■ TO DO ■
Check each line of the listing, and copy it if it contains the word "rewards".
------ RECORD SET
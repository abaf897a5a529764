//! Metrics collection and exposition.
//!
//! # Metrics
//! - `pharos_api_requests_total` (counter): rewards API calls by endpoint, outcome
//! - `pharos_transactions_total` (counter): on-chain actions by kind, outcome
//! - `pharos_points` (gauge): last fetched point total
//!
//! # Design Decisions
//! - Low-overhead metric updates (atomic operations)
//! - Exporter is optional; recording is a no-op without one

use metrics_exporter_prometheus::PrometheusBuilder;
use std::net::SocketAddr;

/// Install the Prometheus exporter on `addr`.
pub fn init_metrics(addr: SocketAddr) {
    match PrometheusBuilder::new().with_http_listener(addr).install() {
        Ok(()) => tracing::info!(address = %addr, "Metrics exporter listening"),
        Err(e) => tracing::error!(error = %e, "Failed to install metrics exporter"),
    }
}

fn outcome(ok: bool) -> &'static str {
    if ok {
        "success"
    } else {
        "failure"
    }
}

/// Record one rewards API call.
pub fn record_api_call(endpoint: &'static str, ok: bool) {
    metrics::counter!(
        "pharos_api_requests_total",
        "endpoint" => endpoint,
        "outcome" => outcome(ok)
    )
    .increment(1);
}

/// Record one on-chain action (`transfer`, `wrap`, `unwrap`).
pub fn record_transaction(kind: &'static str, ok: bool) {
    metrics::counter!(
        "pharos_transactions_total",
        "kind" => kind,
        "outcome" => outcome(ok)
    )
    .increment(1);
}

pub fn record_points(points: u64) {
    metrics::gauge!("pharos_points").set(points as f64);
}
------------
■ YOUR SOLUTION ■
//! - `pharos_api_requests_total` (counter): rewards API calls by endpoint, outcome
/// Record one rewards API call.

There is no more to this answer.